Friday, November 1

MCC Palestine Update #64

MCC Palestine Update #64

November 1, 2002

This update simply comprises of two news pieces which I wanted to pass on before two weeks' worth of visitors and MCC regional meetings. The first, by Ha'aretz journalist Amira Hass, looks at the plight of frustrated and harassed olive farmers in the northern West Bank. The second, from Palestine Report, provides glimpses into the lives of taxi and truck drivers plying the makeshift dirt roads throughout the West Bank. Regular updates will resume in the second half of November.

--Alain Epp Weaver


1.It's the pits
Amira Hass
Ha'aretz, October 27, 2002

Humiliated farmers, angry landowners, human rights activists and army personnel: A confrontation in an olive grove Four frightened farmers emerged from the old Renault that screeched to a halt in the center of the path. "The settlers didn't let us get to our grove," they told their fellow villagers of Akrabeh, who were picking olives along the sides of the path. It was Monday afternoon, four days after the majority of the residents of the neighboring village of Yanun deserted their homes, unable to bear the harassment of the settlers any longer.
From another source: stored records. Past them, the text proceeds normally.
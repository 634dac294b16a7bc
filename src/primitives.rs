/// Simulated time and durations, in seconds.
pub type Time = i64;

/// Distances in meters.
pub type Meters = f64;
The car's passengers turned down the proposal to join two television crews, one foreign and one Israeli, and return to the site where, they said, "an armed settler in an off-road vehicle and another three" people had threatened them with their rifles and taken their car key - returning it only after ordering them to leave.

The reporters continued driving on the path, which winds its way toward Nablus between fields and hills planted with olive and almond trees. In the middle of the path was an off-road vehicle with an Israeli license plate (number 01-478-69), and astride it was a young bearded Israeli wearing a khaki hat and with a rifle slung over his shoulder. In the field next to the path, another young man sat on a tractor (Israeli license plate 57-000-37) that was hitched to a plow. Two young men, both wearing large skullcaps and one of them armed with a rifle, walked alongside this vehicle.

"No photographs," one of the drivers snapped. "I say no pictures. This is my private land and you will not photograph my house." He refused to say whether it was he who had blocked the Akrabeh residents from getting to their olive grove. "I don't answer you. I don't talk to you," he said. "This field is mine all my life - no, for 2,000, 3,000, 5,000 years. Since Hashem [God] created the world." He and his armed friend produced wireless radios and began talking into them.

In short order, activists of the Ta'ayush Arab Jewish Partnership group, Rabbis for Human Rights, foreign nationals in the Solidarity movement, and a few of the grove owners in the area arrived. They stopped their convoy of cars opposite the off-road vehicle and its armed driver. The activists and the farmers began to speak about the right of the tillers of the land to harvest their crops. The driver of the off-road vehicle listened and then told the Palestinians: "You are dead people."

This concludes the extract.